## Exercise description
When the line containing "filename src/vring_testing/src/simplelogger.rs" is found in the data below, copy it and each line after it through the line containing "metadata.target().starts_with(TARGET_PREFIX) && metadata.level()", exactly and with no others.

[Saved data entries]
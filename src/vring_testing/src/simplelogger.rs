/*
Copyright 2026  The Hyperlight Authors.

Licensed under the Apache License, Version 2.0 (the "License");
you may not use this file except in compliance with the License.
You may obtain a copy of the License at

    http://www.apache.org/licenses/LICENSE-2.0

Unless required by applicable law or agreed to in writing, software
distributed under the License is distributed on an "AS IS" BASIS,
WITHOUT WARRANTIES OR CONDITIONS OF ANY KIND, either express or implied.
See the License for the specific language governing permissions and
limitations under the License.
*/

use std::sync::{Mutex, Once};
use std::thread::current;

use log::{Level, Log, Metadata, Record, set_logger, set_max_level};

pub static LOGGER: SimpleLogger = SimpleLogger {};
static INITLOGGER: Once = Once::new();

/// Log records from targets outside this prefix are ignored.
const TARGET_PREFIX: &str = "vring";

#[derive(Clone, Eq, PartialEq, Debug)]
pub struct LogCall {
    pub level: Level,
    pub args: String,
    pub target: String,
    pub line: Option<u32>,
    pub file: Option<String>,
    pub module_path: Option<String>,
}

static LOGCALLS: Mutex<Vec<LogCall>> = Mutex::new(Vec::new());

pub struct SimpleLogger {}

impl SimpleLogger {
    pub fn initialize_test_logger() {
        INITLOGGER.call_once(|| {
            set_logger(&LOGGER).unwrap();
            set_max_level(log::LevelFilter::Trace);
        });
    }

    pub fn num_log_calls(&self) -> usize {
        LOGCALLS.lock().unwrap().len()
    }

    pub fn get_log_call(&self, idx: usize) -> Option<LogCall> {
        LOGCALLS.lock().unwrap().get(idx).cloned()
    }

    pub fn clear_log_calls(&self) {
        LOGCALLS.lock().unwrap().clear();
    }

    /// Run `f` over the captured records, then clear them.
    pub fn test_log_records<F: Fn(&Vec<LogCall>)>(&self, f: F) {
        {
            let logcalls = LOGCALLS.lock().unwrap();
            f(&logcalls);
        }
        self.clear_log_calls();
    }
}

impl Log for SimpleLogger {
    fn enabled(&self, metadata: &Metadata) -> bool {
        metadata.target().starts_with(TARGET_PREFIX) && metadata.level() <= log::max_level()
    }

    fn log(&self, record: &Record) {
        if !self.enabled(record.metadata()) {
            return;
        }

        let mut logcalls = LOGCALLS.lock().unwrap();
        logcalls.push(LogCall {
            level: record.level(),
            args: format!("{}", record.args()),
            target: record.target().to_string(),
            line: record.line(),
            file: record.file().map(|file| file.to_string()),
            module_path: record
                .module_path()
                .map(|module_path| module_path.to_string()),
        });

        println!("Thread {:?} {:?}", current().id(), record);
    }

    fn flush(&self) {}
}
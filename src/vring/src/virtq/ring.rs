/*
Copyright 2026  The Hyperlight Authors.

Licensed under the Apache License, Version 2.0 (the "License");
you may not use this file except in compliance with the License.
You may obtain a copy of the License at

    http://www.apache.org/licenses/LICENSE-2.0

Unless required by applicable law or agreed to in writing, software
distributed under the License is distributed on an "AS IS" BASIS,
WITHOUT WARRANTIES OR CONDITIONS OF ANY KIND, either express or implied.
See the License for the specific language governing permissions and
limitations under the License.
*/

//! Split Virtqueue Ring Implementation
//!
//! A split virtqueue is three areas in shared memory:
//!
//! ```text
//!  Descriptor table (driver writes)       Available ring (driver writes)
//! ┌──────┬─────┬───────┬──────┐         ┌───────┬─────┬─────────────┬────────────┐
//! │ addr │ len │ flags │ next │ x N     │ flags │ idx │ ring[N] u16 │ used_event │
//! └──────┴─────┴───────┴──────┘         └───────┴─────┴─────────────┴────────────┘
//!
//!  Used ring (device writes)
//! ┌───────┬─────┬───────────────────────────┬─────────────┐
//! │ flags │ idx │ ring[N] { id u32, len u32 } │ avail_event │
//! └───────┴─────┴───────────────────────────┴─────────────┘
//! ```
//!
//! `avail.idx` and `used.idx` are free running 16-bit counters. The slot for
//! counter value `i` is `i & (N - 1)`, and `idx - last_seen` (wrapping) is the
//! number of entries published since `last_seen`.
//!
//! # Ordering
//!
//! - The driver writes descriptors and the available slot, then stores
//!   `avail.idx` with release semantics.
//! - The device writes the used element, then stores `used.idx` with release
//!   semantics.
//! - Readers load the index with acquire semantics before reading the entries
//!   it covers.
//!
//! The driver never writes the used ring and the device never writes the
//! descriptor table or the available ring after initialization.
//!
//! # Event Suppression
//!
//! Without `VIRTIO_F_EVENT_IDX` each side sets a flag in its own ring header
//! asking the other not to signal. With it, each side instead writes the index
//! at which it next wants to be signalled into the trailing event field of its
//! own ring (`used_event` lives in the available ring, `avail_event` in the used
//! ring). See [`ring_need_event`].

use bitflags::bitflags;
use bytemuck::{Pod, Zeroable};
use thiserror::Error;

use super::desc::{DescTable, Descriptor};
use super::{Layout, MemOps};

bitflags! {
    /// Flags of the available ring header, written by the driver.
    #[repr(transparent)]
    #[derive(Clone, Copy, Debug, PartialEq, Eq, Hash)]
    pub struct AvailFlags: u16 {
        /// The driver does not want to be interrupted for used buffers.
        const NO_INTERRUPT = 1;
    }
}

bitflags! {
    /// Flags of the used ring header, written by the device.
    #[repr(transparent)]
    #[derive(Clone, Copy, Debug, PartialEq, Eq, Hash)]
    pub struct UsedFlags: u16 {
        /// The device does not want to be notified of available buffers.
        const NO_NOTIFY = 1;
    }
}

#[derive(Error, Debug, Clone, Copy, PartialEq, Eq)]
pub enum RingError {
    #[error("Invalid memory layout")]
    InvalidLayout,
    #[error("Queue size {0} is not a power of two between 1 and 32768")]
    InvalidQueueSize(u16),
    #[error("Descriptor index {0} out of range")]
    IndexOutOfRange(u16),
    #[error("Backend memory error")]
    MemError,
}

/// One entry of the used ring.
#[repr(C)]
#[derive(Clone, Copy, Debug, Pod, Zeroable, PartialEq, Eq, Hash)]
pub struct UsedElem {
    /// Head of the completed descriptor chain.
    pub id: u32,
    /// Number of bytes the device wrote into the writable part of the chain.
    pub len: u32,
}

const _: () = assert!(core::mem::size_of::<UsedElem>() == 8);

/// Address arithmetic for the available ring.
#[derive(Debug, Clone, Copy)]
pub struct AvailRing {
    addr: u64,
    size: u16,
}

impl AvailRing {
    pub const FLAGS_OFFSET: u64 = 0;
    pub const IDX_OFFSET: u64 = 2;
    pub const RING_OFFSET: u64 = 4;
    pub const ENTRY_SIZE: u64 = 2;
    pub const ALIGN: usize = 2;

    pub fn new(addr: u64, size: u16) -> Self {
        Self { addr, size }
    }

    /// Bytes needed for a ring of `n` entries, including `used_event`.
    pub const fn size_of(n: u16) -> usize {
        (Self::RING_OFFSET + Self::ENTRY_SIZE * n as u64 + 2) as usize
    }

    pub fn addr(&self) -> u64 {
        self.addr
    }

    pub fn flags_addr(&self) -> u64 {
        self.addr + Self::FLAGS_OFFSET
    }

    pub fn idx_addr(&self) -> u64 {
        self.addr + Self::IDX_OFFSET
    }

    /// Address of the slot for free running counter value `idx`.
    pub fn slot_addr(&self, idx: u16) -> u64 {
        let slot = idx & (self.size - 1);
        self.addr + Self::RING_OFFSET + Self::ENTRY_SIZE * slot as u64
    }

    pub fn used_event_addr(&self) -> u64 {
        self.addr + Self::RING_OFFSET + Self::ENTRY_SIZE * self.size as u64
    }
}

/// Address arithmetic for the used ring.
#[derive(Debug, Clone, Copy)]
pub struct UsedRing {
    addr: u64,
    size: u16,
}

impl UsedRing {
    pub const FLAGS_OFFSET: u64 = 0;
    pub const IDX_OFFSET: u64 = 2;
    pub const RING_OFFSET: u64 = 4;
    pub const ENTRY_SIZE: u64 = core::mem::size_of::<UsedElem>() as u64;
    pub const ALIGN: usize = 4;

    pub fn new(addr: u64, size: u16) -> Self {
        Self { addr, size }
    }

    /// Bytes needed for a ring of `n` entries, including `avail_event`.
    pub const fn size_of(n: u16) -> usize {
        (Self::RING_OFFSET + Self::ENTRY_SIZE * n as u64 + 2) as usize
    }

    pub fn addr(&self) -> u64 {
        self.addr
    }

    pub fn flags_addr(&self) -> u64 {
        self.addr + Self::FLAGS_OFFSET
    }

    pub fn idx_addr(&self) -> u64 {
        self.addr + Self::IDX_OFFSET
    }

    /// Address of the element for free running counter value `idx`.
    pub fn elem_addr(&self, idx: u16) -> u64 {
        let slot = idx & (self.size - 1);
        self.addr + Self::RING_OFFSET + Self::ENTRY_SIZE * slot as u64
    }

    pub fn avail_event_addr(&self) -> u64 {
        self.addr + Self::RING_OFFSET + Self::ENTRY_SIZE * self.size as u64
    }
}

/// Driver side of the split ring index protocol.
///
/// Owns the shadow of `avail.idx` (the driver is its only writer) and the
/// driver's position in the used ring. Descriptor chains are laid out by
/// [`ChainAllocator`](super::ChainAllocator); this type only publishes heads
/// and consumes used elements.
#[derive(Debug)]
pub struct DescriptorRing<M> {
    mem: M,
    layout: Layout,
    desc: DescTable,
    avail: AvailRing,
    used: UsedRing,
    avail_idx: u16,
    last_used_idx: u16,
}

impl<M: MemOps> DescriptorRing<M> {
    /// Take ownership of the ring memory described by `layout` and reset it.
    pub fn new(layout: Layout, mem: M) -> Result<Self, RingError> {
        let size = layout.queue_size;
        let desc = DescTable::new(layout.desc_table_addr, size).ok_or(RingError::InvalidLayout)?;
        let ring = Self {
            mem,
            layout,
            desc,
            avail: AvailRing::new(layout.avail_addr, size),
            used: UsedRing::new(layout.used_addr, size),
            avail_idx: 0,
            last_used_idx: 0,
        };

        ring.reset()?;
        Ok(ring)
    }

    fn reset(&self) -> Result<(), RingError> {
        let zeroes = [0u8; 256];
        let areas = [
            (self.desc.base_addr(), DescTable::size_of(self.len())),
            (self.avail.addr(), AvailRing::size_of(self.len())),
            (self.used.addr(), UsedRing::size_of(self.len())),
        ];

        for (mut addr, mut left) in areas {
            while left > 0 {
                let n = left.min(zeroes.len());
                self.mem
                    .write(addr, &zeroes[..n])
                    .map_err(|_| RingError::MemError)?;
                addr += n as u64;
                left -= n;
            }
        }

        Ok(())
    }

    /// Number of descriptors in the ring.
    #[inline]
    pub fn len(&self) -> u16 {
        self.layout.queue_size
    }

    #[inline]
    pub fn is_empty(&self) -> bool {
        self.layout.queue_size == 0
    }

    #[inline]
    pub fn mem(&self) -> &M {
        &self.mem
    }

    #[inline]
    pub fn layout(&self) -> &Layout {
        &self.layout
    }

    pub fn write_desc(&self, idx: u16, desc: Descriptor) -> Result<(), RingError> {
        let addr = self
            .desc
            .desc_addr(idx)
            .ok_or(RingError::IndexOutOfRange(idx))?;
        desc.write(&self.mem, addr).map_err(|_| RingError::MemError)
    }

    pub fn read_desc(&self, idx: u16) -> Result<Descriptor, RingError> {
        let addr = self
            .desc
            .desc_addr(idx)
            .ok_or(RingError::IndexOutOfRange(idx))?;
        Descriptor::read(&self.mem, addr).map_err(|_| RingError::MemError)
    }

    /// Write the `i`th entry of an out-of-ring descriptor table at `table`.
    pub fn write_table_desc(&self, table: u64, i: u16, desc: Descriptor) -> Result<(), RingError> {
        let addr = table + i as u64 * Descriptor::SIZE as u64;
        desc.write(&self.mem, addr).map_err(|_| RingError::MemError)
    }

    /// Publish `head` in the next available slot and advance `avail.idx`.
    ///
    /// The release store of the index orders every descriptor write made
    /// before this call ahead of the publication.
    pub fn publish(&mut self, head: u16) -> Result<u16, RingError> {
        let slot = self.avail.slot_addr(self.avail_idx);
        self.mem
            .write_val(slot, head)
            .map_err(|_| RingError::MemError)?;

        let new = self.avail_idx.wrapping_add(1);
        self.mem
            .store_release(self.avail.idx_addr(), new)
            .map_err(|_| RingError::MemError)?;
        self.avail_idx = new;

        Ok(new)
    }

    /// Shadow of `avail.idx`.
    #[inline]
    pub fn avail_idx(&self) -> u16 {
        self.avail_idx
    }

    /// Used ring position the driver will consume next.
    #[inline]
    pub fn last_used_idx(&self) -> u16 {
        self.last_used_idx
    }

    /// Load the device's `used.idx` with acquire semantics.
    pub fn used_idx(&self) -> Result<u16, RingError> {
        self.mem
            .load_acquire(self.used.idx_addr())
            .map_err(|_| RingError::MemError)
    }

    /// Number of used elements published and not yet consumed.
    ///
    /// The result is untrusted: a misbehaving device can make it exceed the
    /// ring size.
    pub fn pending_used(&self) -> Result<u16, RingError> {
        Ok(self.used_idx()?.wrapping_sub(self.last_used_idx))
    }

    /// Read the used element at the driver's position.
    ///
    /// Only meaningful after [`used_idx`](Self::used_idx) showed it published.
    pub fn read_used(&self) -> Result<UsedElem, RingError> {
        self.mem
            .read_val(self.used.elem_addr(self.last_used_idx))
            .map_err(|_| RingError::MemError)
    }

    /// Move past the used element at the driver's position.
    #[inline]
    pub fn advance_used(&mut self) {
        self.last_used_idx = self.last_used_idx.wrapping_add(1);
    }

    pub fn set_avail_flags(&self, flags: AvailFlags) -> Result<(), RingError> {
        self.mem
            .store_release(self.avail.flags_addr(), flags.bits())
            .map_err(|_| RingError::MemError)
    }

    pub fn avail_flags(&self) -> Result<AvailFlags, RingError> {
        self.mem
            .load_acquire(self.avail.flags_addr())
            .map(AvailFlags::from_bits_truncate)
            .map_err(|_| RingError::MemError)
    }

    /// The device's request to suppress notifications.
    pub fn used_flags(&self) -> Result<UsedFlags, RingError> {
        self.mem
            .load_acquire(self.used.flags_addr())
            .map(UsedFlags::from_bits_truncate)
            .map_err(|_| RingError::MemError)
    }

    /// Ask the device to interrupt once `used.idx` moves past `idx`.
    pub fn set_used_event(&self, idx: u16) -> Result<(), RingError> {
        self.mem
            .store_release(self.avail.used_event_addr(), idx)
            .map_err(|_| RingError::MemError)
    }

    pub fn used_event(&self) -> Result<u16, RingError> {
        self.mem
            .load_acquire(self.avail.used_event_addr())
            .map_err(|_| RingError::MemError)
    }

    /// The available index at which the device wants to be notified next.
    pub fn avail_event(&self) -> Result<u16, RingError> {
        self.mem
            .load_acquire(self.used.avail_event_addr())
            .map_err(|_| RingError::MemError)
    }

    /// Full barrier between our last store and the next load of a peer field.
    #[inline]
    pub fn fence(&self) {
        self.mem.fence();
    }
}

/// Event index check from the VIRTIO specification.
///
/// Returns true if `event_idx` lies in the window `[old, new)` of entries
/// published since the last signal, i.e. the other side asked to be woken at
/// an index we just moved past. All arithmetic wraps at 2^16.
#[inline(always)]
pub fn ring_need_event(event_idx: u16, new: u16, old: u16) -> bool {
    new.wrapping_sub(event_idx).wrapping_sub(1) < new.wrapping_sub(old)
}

...

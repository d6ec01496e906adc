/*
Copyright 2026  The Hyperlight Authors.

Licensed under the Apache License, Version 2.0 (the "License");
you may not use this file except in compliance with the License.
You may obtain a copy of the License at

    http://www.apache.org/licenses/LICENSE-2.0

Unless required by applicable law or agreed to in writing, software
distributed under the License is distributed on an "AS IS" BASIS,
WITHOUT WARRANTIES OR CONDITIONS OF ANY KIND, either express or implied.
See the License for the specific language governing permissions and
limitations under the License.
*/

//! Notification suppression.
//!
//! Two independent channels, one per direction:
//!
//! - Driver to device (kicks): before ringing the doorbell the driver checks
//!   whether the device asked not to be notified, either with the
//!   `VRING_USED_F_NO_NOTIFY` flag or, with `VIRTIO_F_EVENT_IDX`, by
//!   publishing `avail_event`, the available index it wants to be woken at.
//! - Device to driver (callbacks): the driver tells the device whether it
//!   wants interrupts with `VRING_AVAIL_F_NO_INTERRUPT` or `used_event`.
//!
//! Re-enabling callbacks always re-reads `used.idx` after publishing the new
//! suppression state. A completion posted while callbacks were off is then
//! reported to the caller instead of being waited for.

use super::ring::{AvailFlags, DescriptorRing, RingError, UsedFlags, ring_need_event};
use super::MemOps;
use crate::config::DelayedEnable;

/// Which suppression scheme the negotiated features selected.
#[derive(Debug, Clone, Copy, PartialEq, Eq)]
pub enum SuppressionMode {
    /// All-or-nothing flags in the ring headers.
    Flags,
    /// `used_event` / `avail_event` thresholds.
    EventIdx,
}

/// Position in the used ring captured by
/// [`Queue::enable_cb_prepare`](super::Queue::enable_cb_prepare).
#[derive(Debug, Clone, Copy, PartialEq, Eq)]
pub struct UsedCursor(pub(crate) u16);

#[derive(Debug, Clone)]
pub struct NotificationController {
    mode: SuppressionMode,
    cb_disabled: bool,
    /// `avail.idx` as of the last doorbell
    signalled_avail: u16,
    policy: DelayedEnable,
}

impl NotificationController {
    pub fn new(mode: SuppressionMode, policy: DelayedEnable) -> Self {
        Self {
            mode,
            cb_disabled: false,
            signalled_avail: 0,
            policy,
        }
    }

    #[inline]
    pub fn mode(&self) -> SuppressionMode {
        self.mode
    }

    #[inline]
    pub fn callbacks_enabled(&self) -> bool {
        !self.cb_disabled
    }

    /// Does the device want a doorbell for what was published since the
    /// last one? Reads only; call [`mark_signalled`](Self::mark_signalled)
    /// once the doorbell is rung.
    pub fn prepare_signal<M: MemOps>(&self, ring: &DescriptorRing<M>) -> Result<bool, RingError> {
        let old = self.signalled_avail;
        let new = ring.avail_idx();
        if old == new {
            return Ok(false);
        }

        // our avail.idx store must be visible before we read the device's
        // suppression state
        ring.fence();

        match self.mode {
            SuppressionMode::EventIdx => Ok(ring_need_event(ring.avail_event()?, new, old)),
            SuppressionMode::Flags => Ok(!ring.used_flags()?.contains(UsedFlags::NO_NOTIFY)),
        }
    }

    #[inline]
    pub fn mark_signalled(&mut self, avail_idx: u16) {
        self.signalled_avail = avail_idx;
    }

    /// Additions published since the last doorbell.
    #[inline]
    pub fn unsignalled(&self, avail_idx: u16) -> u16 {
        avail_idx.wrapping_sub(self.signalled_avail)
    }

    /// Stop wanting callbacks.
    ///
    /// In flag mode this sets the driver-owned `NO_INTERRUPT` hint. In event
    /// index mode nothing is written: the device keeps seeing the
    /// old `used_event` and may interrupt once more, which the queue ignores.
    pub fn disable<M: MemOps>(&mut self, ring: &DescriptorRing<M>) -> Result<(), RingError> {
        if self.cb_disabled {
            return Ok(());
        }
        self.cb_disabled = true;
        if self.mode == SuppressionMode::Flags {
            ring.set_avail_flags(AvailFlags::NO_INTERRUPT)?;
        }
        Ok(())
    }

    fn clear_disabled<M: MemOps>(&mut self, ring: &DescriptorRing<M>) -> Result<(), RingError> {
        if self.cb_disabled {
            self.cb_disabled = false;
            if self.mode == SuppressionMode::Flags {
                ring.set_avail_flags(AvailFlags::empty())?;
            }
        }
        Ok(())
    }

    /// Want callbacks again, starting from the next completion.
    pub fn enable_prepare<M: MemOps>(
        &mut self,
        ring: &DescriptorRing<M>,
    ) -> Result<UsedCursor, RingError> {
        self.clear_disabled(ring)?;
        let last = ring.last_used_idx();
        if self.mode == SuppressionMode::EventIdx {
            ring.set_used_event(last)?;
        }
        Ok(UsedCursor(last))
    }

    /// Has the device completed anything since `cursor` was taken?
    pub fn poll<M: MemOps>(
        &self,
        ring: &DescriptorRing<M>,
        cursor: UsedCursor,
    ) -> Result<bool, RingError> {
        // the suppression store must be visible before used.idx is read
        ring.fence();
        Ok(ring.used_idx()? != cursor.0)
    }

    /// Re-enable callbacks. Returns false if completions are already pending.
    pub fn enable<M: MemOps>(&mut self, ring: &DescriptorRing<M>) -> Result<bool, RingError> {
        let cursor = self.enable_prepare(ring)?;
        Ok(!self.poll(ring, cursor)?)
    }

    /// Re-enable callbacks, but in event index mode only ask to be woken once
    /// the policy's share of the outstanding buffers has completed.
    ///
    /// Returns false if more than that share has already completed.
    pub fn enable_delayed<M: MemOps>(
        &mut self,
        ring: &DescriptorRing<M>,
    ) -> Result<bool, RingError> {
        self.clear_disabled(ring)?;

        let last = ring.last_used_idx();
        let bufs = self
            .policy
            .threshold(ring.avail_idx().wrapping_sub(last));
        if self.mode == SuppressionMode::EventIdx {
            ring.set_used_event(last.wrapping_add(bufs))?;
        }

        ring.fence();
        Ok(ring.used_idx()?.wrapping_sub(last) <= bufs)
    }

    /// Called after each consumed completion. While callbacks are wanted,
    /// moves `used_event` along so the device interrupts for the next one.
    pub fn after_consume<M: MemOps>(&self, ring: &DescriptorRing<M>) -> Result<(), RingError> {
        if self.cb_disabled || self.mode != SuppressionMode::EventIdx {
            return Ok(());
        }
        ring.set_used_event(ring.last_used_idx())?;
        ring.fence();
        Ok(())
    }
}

## Written answer
filename src/vring_testing/src/simplelogger.rs
/*
Copyright 2026  The Hyperlight Authors.

Licensed under the Apache License, Version 2.0 (the "License");
you may not use this file except in compliance with the License.
You may obtain a copy of the License at

    http://www.apache.org/licenses/LICENSE-2.0

Unless required by applicable law or agreed to in writing, software
distributed under the License is distributed on an "AS IS" BASIS,
WITHOUT WARRANTIES OR CONDITIONS OF ANY KIND, either express or implied.
See the License for the specific language governing permissions and
limitations under the License.
*/

use std::sync::{Mutex, Once};
use std::thread::current;

use log::{Level, Log, Metadata, Record, set_logger, set_max_level};

pub static LOGGER: SimpleLogger = SimpleLogger {};
static INITLOGGER: Once = Once::new();

/// Log records from targets outside this prefix are ignored.
const TARGET_PREFIX: &str = "vring";

#[derive(Clone, Eq, PartialEq, Debug)]
pub struct LogCall {
    pub level: Level,
    pub args: String,
    pub target: String,
    pub line: Option<u32>,
    pub file: Option<String>,
    pub module_path: Option<String>,
}

static LOGCALLS: Mutex<Vec<LogCall>> = Mutex::new(Vec::new());

pub struct SimpleLogger {}

impl SimpleLogger {
    pub fn initialize_test_logger() {
        INITLOGGER.call_once(|| {
            set_logger(&LOGGER).unwrap();
            set_max_level(log::LevelFilter::Trace);
        });
    }

    pub fn num_log_calls(&self) -> usize {
        LOGCALLS.lock().unwrap().len()
    }

    pub fn get_log_call(&self, idx: usize) -> Option<LogCall> {
        LOGCALLS.lock().unwrap().get(idx).cloned()
    }

    pub fn clear_log_calls(&self) {
        LOGCALLS.lock().unwrap().clear();
    }

    /// Run `f` over the captured records, then clear them.
    pub fn test_log_records<F: Fn(&Vec<LogCall>)>(&self, f: F) {
        {
            let logcalls = LOGCALLS.lock().unwrap();
            f(&logcalls);
        }
        self.clear_log_calls();
    }
}

impl Log for SimpleLogger {
    fn enabled(&self, metadata: &Metadata) -> bool {
        metadata.target().starts_with(TARGET_PREFIX) && metadata.level() <= log::max_level()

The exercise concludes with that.